Obama even seems to be acquiring the religious profile of the old McGovern coalition. In the early primaries and caucuses, Obama did very well among the observant. In Maryland, he defeated Clinton among those who attended religious services weekly by 61 to 31 percent. By contrast, in Pennsylvania, he lost to Clinton among these voters by 58 to 42 percent and did best among voters who never attend religious services, winning them by 56 to 44 percent. There is nothing wrong with winning over voters who are very liberal and who never attend religious services; but if they begin to become Obama’s most fervent base of support, he will have trouble (to say the least) in November.
And, as Judis notes, he’s losing support among the white, working-class demographic in the same way that McGovern lost it to Nixon and Carter and Mondale lost it to Reagan:
Even though he campaigned extensively among white working class Pennsylvanians, he still couldn’t crack this constituency. He lost every white working class county in the state.
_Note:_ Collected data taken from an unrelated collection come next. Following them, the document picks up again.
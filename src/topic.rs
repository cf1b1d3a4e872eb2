//! Dotted hierarchical topic names and wildcard filters.
//!
//! A topic is a non-empty string of at most 250 characters, split on `.` into
//! segments of at most 128 characters each. In a filter pattern, a segment
//! consisting of the single character `*` matches exactly one segment of the
//! subject topic, and a trailing `>` matches all remaining segments
//! (including none). A segment longer than one character may not contain
//! either wildcard character.

use std::fmt::{Display, Formatter};

use crate::error::{BusError, BusResult};

pub const MAX_TOPIC_LEN: usize = 250;
pub const MAX_SEGMENT_LEN: usize = 128;

/// Split a topic into its segments, validating the segmenter rules.
pub fn segments(topic: &str) -> BusResult<Vec<&str>> {
    if topic.is_empty() || topic.len() > MAX_TOPIC_LEN {
        return Err(BusError::MalformedTopic(format!(
            "length {} is outside 1..={}", topic.len(), MAX_TOPIC_LEN
        )));
    }

    let segments: Vec<&str> = topic.split('.').collect();
    for segment in &segments {
        if segment.len() > MAX_SEGMENT_LEN {
            return Err(BusError::MalformedTopic(format!(
                "segment {:?} is longer than {} characters", segment, MAX_SEGMENT_LEN
            )));
        }
        if segment.len() > 1 && (segment.contains('*') || segment.contains('>')) {
            return Err(BusError::MalformedTopic(format!(
                "wildcard inside multi-character segment {:?}", segment
            )));
        }
    }
    Ok(segments)
}

/// Check that a topic names a single concrete channel, i.e. contains no
/// wildcard segments. Publishing requires this; subscribing does not.
pub fn require_concrete(topic: &str) -> BusResult<Vec<&str>> {
    let segments = segments(topic)?;
    if segments.iter().any(|s| *s == "*" || *s == ">") {
        return Err(BusError::MalformedTopic(format!(
            "topic {:?} contains wildcard segments", topic
        )));
    }
    Ok(segments)
}

#[derive(Clone, Eq, PartialEq, Debug)]
enum FilterSegment {
    Literal(String),
    /// `*` - exactly one segment
    AnyOne,
    /// `>` - all remaining segments, including none
    Rest,
}

/// A compiled topic pattern. Immutable after construction.
#[derive(Clone, Eq, PartialEq, Debug)]
pub struct TopicFilter {
    segments: Vec<FilterSegment>,
}

impl TopicFilter {
    pub fn parse(pattern: &str) -> BusResult<TopicFilter> {
        let raw = segments(pattern)?;

        let mut compiled = Vec::with_capacity(raw.len());
        for (i, segment) in raw.iter().enumerate() {
            let compiled_segment = match *segment {
                "*" => FilterSegment::AnyOne,
                ">" => {
                    if i + 1 != raw.len() {
                        return Err(BusError::MalformedTopic(format!(
                            "'>' is only valid as the last segment of {:?}", pattern
                        )));
                    }
                    FilterSegment::Rest
                }
                literal => FilterSegment::Literal(literal.to_owned()),
            };
            compiled.push(compiled_segment);
        }

        Ok(TopicFilter { segments: compiled })
    }

    /// Match against a pre-segmented subject topic. This is the dispatch hot
    /// path - a plain left-to-right array scan, no allocation.
    pub fn matches(&self, subject: &[&str]) -> bool {
        for (i, segment) in self.segments.iter().enumerate() {
            match segment {
                FilterSegment::Rest => return true,
                FilterSegment::AnyOne => {
                    if i >= subject.len() {
                        return false;
                    }
                }
                FilterSegment::Literal(literal) => {
                    if i >= subject.len() || literal != subject[i] {
                        return false;
                    }
                }
            }
        }
        subject.len() == self.segments.len()
    }

    /// Convenience for callers holding an unsegmented topic.
    pub fn matches_topic(&self, topic: &str) -> bool {
        match segments(topic) {
            Ok(subject) => self.matches(&subject),
            Err(_) => false,
        }
    }
}

impl Display for TopicFilter {
    fn fmt(&self, f: &mut Formatter<'_>) -> std::fmt::Result {
        for (i, segment) in self.segments.iter().enumerate() {
            if i > 0 {
                write!(f, ".")?;
            }
            match segment {
                FilterSegment::Literal(literal) => write!(f, "{}", literal)?,
                FilterSegment::AnyOne => write!(f, "*")?,
                FilterSegment::Rest => write!(f, ">")?,
            }
        }
        Ok(())
    }
}

#[cfg(test)]
mod tests {
    use super::*;
    use rstest::rstest;

    #[rstest]
    #[case("a", vec!["a"])]
    #[case("a.b.c", vec!["a", "b", "c"])]
    #[case("metrics.cpu", vec!["metrics", "cpu"])]
    #[case("a..b", vec!["a", "", "b"])]
    #[case("*.b", vec!["*", "b"])]
    #[case("a.>", vec!["a", ">"])]
    fn test_segments(#[case] topic: &str, #[case] expected: Vec<&str>) {
        assert_eq!(segments(topic).unwrap(), expected);
    }

    #[rstest]
    #[case::empty("")]
    #[case::too_long(&"x".repeat(251))]
    #[case::wildcard_in_segment("a.too*long")]
    #[case::terminal_in_segment("a.ste>")]
    #[case::segment_too_long(&format!("a.{}", "y".repeat(129)))]
    fn test_segments_malformed(#[case] topic: &str) {
        assert!(matches!(segments(topic), Err(BusError::MalformedTopic(_))));
    }

    #[test]
    fn test_segments_accepts_max_lengths() {
        // a 250-character topic with a 128-character segment is still legal
        let long_segment = "s".repeat(128);
        assert!(segments(&long_segment).is_ok());
        let topic = format!("{}.{}", "t".repeat(121), long_segment);
        assert_eq!(topic.len(), 250);
        assert!(segments(&topic).is_ok());
    }

    #[rstest]
    #[case("a.b.c")]
    #[case("a..c")]
    fn test_segments_roundtrip(#[case] topic: &str) {
        assert_eq!(segments(topic).unwrap().join("."), topic);
    }

    #[rstest]
    #[case("metrics.cpu")]
    #[case("a.b")]
    fn test_require_concrete_ok(#[case] topic: &str) {
        assert!(require_concrete(topic).is_ok());
    }

    #[rstest]
    #[case("a.*")]
    #[case(">")]
    fn test_require_concrete_rejects_wildcards(#[case] topic: &str) {
        assert!(matches!(require_concrete(topic), Err(BusError::MalformedTopic(_))));
    }

    #[rstest]
    #[case("a.b.c", ">", true)]
    #[case("a.b.c", "a.*.c", true)]
    #[case("a.b.c", "a.*.d", false)]
    #[case("a.b", "a.b.c", false)]
    #[case("a.b.c.d", "a.b.>", true)]
    #[case("a.b.c", "a.b.c", true)]
    #[case("a.b.c", "a.b", false)]
    #[case("a.b.c", "*.*.*", true)]
    #[case("a.b.c", "*.*", false)]
    // '>' matches zero remaining segments as well
    #[case("a", "a.>", true)]
    #[case("a.b", "a.>", true)]
    #[case("b", "a.>", false)]
    fn test_matches(#[case] topic: &str, #[case] pattern: &str, #[case] expected: bool) {
        let filter = TopicFilter::parse(pattern).unwrap();
        assert_eq!(filter.matches_topic(topic), expected, "{:?} vs {:?}", topic, pattern);
    }

    #[test]
    fn test_parse_rejects_inner_terminal_wildcard() {
        assert!(matches!(TopicFilter::parse("a.>.b"), Err(BusError::MalformedTopic(_))));
    }

    #[rstest]
    #[case("a.b.c")]
    #[case("a.*.>")]
    #[case("*")]
    fn test_display_roundtrip(#[case] pattern: &str) {
        let filter = TopicFilter::parse(pattern).unwrap();
        assert_eq!(filter.to_string(), pattern);
    }
}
He lost greater Pittsburgh area by 61 to 39 percent. He did poorly among Catholics–losing them 71 to 29 percent. A Democrat can’t win Pennsylvania in the fall without these voters. And those who didn’t vote in the primary but will vote in the general election are likely to be even less amenable to Obama.
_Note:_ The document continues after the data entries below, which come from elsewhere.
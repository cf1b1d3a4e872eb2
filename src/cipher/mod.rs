//! Blowfish: 64-bit symmetric block cipher with a variable-length key of up
//! to 448 bits (56 bytes), used to protect DATA payloads on the wire.
//!
//! Payloads are encrypted as concatenated independent 8-byte blocks (ECB)
//! after PKCS#5 padding: 1..=8 bytes are always appended, each equal to the
//! number of bytes added, so padding can be removed unambiguously after
//! decryption.
//!
//! The key schedule and round structure follow the reference implementation:
//! the 18-entry P array and the flat 1024-entry S array (four 256-entry
//! boxes) are seeded from the pi-derived constants, XOR'ed with the cycled
//! key bytes, then replaced pairwise by repeatedly encrypting the previous
//! output starting from the all-zero block.

mod tables;

use crate::error::{BusError, BusResult};

pub const BLOCK_SIZE: usize = 8;
const ROUNDS: usize = 16;
const MAX_KEY_LEN: usize = 448 / 8;

/// Optional payload protection seam: the bus encrypts and decrypts DATA
/// payloads through this trait so that a key-less configuration pays nothing.
pub trait PayloadCipher: Send + Sync + 'static {
    /// Whether outgoing payloads are ciphertext (sets the `encrypted` header
    /// flag on DATA packets).
    fn is_active(&self) -> bool;

    fn encrypt(&self, plaintext: &[u8]) -> Vec<u8>;

    fn decrypt(&self, ciphertext: &[u8]) -> BusResult<Vec<u8>>;
}

/// Pass-through used when no cipher key is configured.
pub struct Cleartext;

impl PayloadCipher for Cleartext {
    fn is_active(&self) -> bool {
        false
    }

    fn encrypt(&self, plaintext: &[u8]) -> Vec<u8> {
        plaintext.to_vec()
    }

    fn decrypt(&self, ciphertext: &[u8]) -> BusResult<Vec<u8>> {
        Ok(ciphertext.to_vec())
    }
}

/// A Blowfish cipher instance. The key schedule runs once in [`MessageCipher::new`];
/// the resulting P/S state is immutable for the life of the session key.
pub struct MessageCipher {
    p: [u32; 18],
    s: [u32; 1024],
}

impl MessageCipher {
    /// Expand a 1..=56 byte user key into the session P array and S boxes.
    /// Longer keys are truncated to 56 bytes; an empty key is rejected.
    pub fn new(key: &[u8]) -> BusResult<MessageCipher> {
        if key.is_empty() {
            return Err(BusError::InvalidKey);
        }
        let key = &key[..key.len().min(MAX_KEY_LEN)];

        let mut s = [0u32; 1024];
        s[0..256].copy_from_slice(&tables::S0_INIT);
        s[256..512].copy_from_slice(&tables::S1_INIT);
        s[512..768].copy_from_slice(&tables::S2_INIT);
        s[768..1024].copy_from_slice(&tables::S3_INIT);

        // XOR the initial P entries with the key bytes, cycling over the key.
        // Byte 0 of the key lands in the most significant byte of the first
        // XOR word.
        let mut p = [0u32; 18];
        let mut j = 0;
        for (i, entry) in p.iter_mut().enumerate() {
            let mut word = 0u32;
            for _ in 0..4 {
                word = (word << 8) | key[j] as u32;
                j = (j + 1) % key.len();
            }
            *entry = tables::P_INIT[i] ^ word;
        }

        let mut cipher = MessageCipher { p, s };

        // Replace all P entries, then all S entries, pairwise with the
        // chained encryptions of the all-zero block.
        let (mut hi, mut lo) = (0u32, 0u32);
        for i in (0..cipher.p.len()).step_by(2) {
            (hi, lo) = cipher.encrypt_words(hi, lo);
            cipher.p[i] = hi;
            cipher.p[i + 1] = lo;
        }
        for i in (0..cipher.s.len()).step_by(2) {
            (hi, lo) = cipher.encrypt_words(hi, lo);
            cipher.s[i] = hi;
            cipher.s[i + 1] = lo;
        }

        Ok(cipher)
    }

    /// The round function: S-box lookups on the four bytes of `x`, combined
    /// with addition modulo 2^32 and XOR.
    #[inline]
    fn f(&self, x: u32) -> u32 {
        let a = self.s[(x >> 24) as usize];
        let b = self.s[0x100 | ((x >> 16) & 0xff) as usize];
        let c = self.s[0x200 | ((x >> 8) & 0xff) as usize];
        let d = self.s[0x300 | (x & 0xff) as usize];
        (a.wrapping_add(b) ^ c).wrapping_add(d)
    }

    /// Run the 16 encryption rounds on a block given as two 32-bit words.
    /// Returns the output block's words in wire order, i.e. already swapped
    /// relative to the final round's L/R assignment.
    fn encrypt_words(&self, mut l: u32, mut r: u32) -> (u32, u32) {
        l ^= self.p[0];
        for i in (1..ROUNDS).step_by(2) {
            r ^= self.f(l) ^ self.p[i];
            l ^= self.f(r) ^ self.p[i + 1];
        }
        r ^= self.p[ROUNDS + 1];
        (r, l)
    }

    /// Decryption rounds: same structure with P applied in reverse order.
    fn decrypt_words(&self, mut l: u32, mut r: u32) -> (u32, u32) {
        l ^= self.p[ROUNDS + 1];
        for i in (1..ROUNDS).step_by(2).rev() {
            r ^= self.f(l) ^ self.p[i + 1];
            l ^= self.f(r) ^ self.p[i];
        }
        r ^= self.p[0];
        (r, l)
    }

    pub fn encrypt_block(&self, block: [u8; BLOCK_SIZE]) -> [u8; BLOCK_SIZE] {
        let l = u32::from_be_bytes([block[0], block[1], block[2], block[3]]);
        let r = u32::from_be_bytes([block[4], block[5], block[6], block[7]]);
        let (hi, lo) = self.encrypt_words(l, r);
        words_to_block(hi, lo)
    }

    pub fn decrypt_block(&self, block: [u8; BLOCK_SIZE]) -> [u8; BLOCK_SIZE] {
        let l = u32::from_be_bytes([block[0], block[1], block[2], block[3]]);
        let r = u32::from_be_bytes([block[4], block[5], block[6], block[7]]);
        let (hi, lo) = self.decrypt_words(l, r);
        words_to_block(hi, lo)
    }
}

fn words_to_block(hi: u32, lo: u32) -> [u8; BLOCK_SIZE] {
    let mut out = [0u8; BLOCK_SIZE];
    out[0..4].copy_from_slice(&hi.to_be_bytes());
    out[4..8].copy_from_slice(&lo.to_be_bytes());
    out
}

impl PayloadCipher for MessageCipher {
    fn is_active(&self) -> bool {
        true
    }

    /// PKCS#5-pad and encrypt. The output length is the smallest multiple of
    /// 8 strictly greater than the input length.
    fn encrypt(&self, plaintext: &[u8]) -> Vec<u8> {
        let pad = BLOCK_SIZE - plaintext.len() % BLOCK_SIZE;

        let mut data = Vec::with_capacity(plaintext.len() + pad);
        data.extend_from_slice(plaintext);
        data.resize(plaintext.len() + pad, pad as u8);

        for chunk in data.chunks_exact_mut(BLOCK_SIZE) {
            let block = self.encrypt_block([
                chunk[0], chunk[1], chunk[2], chunk[3], chunk[4], chunk[5], chunk[6], chunk[7],
            ]);
            chunk.copy_from_slice(&block);
        }
        data
    }

    /// Decrypt and strip PKCS#5 padding. Fails when the input length is not
    /// a positive multiple of 8 or the final pad byte is outside 1..=8.
    fn decrypt(&self, ciphertext: &[u8]) -> BusResult<Vec<u8>> {
        if ciphertext.is_empty() || ciphertext.len() % BLOCK_SIZE != 0 {
            return Err(BusError::InvalidCiphertext);
        }

        let mut data = ciphertext.to_vec();
        for chunk in data.chunks_exact_mut(BLOCK_SIZE) {
            let block = self.decrypt_block([
                chunk[0], chunk[1], chunk[2], chunk[3], chunk[4], chunk[5], chunk[6], chunk[7],
            ]);
            chunk.copy_from_slice(&block);
        }

        let pad = data[data.len() - 1] as usize;
        if pad == 0 || pad > BLOCK_SIZE {
            return Err(BusError::InvalidCiphertext);
        }
        data.truncate(data.len() - pad);
        Ok(data)
    }
}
But Obama also lost ground among the upscale white professionals that had helped him win states like Wisconsin, Maryland, and Virginia. For instance, Obama won my own Montgomery County, Maryland by 55 to 43 percent but he lost suburban Philadelphia’s very similar Montgomery County by 51 to 49 percent to Clinton. He lost upscale arty Bucks County by 62 to 38 percent.
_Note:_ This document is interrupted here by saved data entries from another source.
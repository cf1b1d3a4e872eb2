//! The subscription table and per-message dispatch to user handlers.

use std::sync::atomic::{AtomicU64, Ordering};
use std::sync::{Arc, Mutex};

use async_trait::async_trait;
#[cfg(test)]
use mockall::automock;
use tracing::warn;

use crate::error::BusResult;
use crate::metrics::BusMetrics;
use crate::seq::{Seq, SeqRange};
use crate::topic::{self, TopicFilter};

/// One delivered DATA message, payload already decrypted.
#[derive(Clone, Eq, PartialEq, Debug)]
pub struct Delivery {
    pub topic: String,
    pub payload: Vec<u8>,
    pub peer_id: u32,
    pub session_id: u16,
    pub sequence: Seq,
}

/// Notification that a range of sequences from one peer is permanently
/// unrecoverable. Subsequent deliveries from that peer skip these sequences.
#[derive(Clone, Eq, PartialEq, Debug)]
pub struct Loss {
    pub peer_id: u32,
    pub session_id: u16,
    pub ranges: Vec<SeqRange>,
}

/// Subscriber callback interface. Handlers run on the receive task: a
/// handler that suspends stalls ordered delivery for every peer, so handlers
/// must hand long work off to their own tasks. A returned error is logged
/// and delivery continues.
#[cfg_attr(test, automock)]
#[async_trait]
pub trait MessageHandler: Send + Sync + 'static {
    async fn on_message(&self, delivery: Delivery) -> anyhow::Result<()>;

    /// Loss events go to every subscription regardless of topic - the topics
    /// of the lost messages are unknown by definition.
    async fn on_loss(&self, _loss: Loss) -> anyhow::Result<()> {
        Ok(())
    }
}

#[derive(Copy, Clone, Eq, PartialEq, Hash, Debug)]
pub struct SubscriptionId(u64);

struct Subscription {
    id: SubscriptionId,
    filter: TopicFilter,
    handler: Arc<dyn MessageHandler>,
}

/// The subscription table. Writes come from user tasks, reads from the
/// receive task; the mutex is held only to snapshot matching handlers, never
/// across a handler invocation.
pub struct Dispatcher {
    subscriptions: Mutex<Vec<Subscription>>,
    next_id: AtomicU64,
    metrics: Arc<BusMetrics>,
}

impl Dispatcher {
    pub fn new(metrics: Arc<BusMetrics>) -> Dispatcher {
        Dispatcher {
            subscriptions: Mutex::new(Vec::new()),
            next_id: AtomicU64::new(1),
            metrics,
        }
    }

    pub fn subscribe(&self, pattern: &str, handler: Arc<dyn MessageHandler>) -> BusResult<SubscriptionId> {
        let filter = TopicFilter::parse(pattern)?;
        let id = SubscriptionId(self.next_id.fetch_add(1, Ordering::Relaxed));
        self.subscriptions.lock().expect("subscription table lock poisoned")
            .push(Subscription { id, filter, handler });
        Ok(id)
    }

    /// Remove a subscription. Dispatches already snapshotted may still fire.
    pub fn unsubscribe(&self, id: SubscriptionId) -> bool {
        let mut subscriptions = self.subscriptions.lock().expect("subscription table lock poisoned");
        let before = subscriptions.len();
        subscriptions.retain(|s| s.id != id);
        subscriptions.len() < before
    }

    /// Invoke every matching subscription, in subscription order. Topic
    /// segments are computed once; matching runs on a snapshot of the table.
    pub async fn dispatch(&self, delivery: Delivery) {
        let matching: Vec<Arc<dyn MessageHandler>> = {
            let subject = match topic::segments(&delivery.topic) {
                Ok(subject) => subject,
                // decoded packets always carry valid topics
                Err(e) => {
                    warn!("dropping delivery with invalid topic: {}", e);
                    return;
                }
            };
            self.subscriptions.lock().expect("subscription table lock poisoned")
                .iter()
                .filter(|s| s.filter.matches(&subject))
                .map(|s| s.handler.clone())
                .collect()
        };

        if matching.is_empty() {
            return;
        }
        BusMetrics::bump(&self.metrics.messages_delivered);

        for handler in matching {
            if let Err(e) = handler.on_message(delivery.clone()).await {
                warn!("subscriber failed handling message on {:?}: {}", delivery.topic, e);
            }
        }
    }

    pub async fn dispatch_loss(&self, loss: Loss) {
        BusMetrics::bump(&self.metrics.losses_declared);

        let handlers: Vec<Arc<dyn MessageHandler>> = self.subscriptions
            .lock().expect("subscription table lock poisoned")
            .iter()
            .map(|s| s.handler.clone())
            .collect();

        for handler in handlers {
            if let Err(e) = handler.on_loss(loss.clone()).await {
                warn!("subscriber failed handling loss event from peer {}: {}", loss.peer_id, e);
            }
        }
    }
}

#[cfg(test)]
mod tests {
    use super::*;
    use mockall::predicate::eq;

    fn delivery(topic: &str) -> Delivery {
        Delivery {
            topic: topic.to_owned(),
            payload: vec![1],
            peer_id: 7,
            session_id: 1,
            sequence: Seq::from_raw(3),
        }
    }

    fn dispatcher() -> Dispatcher {
        Dispatcher::new(Arc::new(BusMetrics::default()))
    }

    #[tokio::test]
    async fn test_dispatch_to_matching_subscription() {
        let dispatcher = dispatcher();

        let mut handler = MockMessageHandler::new();
        handler.expect_on_message()
            .once()
            .with(eq(delivery("a.b.c")))
            .returning(|_| Ok(()));
        dispatcher.subscribe("a.*.c", Arc::new(handler)).unwrap();

        let mut unmatched = MockMessageHandler::new();
        unmatched.expect_on_message().never();
        dispatcher.subscribe("a.*.d", Arc::new(unmatched)).unwrap();

        dispatcher.dispatch(delivery("a.b.c")).await;
    }

    #[tokio::test]
    async fn test_unsubscribe_stops_dispatch() {
        let dispatcher = dispatcher();

        let mut handler = MockMessageHandler::new();
        handler.expect_on_message().never();
        let id = dispatcher.subscribe(">", Arc::new(handler)).unwrap();

        assert!(dispatcher.unsubscribe(id));
        assert!(!dispatcher.unsubscribe(id));

        dispatcher.dispatch(delivery("a.b.c")).await;
    }

    #[tokio::test]
    async fn test_handler_error_does_not_stop_others() {
        let dispatcher = dispatcher();

        let mut failing = MockMessageHandler::new();
        failing.expect_on_message()
            .once()
            .returning(|_| anyhow::bail!("subscriber bug"));
        dispatcher.subscribe(">", Arc::new(failing)).unwrap();

        let mut second = MockMessageHandler::new();
        second.expect_on_message().once().returning(|_| Ok(()));
        dispatcher.subscribe(">", Arc::new(second)).unwrap();

        dispatcher.dispatch(delivery("a.b.c")).await;
    }

    #[tokio::test]
    async fn test_loss_goes_to_all_subscriptions() {
        let dispatcher = dispatcher();

        let loss = Loss {
            peer_id: 7,
            session_id: 1,
            ranges: vec![SeqRange::single(Seq::from_raw(5))],
        };

        for _ in 0..2 {
            let mut handler = MockMessageHandler::new();
            let expected = loss.clone();
            handler.expect_on_loss()
                .once()
                .withf(move |l| *l == expected)
                .returning(|_| Ok(()));
            dispatcher.subscribe("some.topic", Arc::new(handler)).unwrap();
        }

        dispatcher.dispatch_loss(loss).await;
    }

    #[tokio::test]
    async fn test_subscribe_rejects_malformed_pattern() {
        let dispatcher = dispatcher();
        let handler = Arc::new(MockMessageHandler::new());
        assert!(dispatcher.subscribe("a.b*c", handler).is_err());
    }
}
If those voters stay away in the fall, or turn in McCain Democrats, which is a good possibility, it will spell trouble for Obama in the fall if he’s the nominee.
Along the same lines, Victor Davis Hanson sees the Democrats staring into the same abyss they jumped into in 1972:
The Democrats are tottering at the edge of the abyss. They are about to nominate someone who cannot win, despite vastly out-spending his opponent, any of the key large states — CA, NJ, NY, OH, PENN, TX, etc. — that will determine the fall election. And yet not to nominate him will cause the sort of implosion they saw in 1968 or the sort of mess we saw in November 2000.
Hillary won’t quit, since she knows that Obama, when pressure mounts, is starting to show a weird sort of petulance, and drops the “new politics” for snideness. And at any given second, a Rev. Wright outburst, an Ayers reappearance, another Michelle ‘never been proud’ moment, or another condescending Obamism can cause him to nose dive and become even more snappy.
(…)
More and more, McCain will want to run against Obama and his far weaker coalition of elite whites, African-Americans, students—and closets of skeletons. More and more, we will start to see the buyer’s remorse of midsummer 1972.
And that may be the one argument that Hillary can make to the superdelegates that could save her from defeat.


April 23rd, 2008 at 10:22 am
Amazing, all my friends (middle aged White women) and I see Hillary Clinton as unethical and untrustworthy. We are sure McCain is begging to run against her because he feels he can beat her. Just by sound bites alone she comes out a liar (there is no mispoke about repeating a lie over and over again). Just because Obama has restrained himself from dirty politics doesn’t mean McCain will. I encourage Obama to forget the high road and drown the liar in her own filth.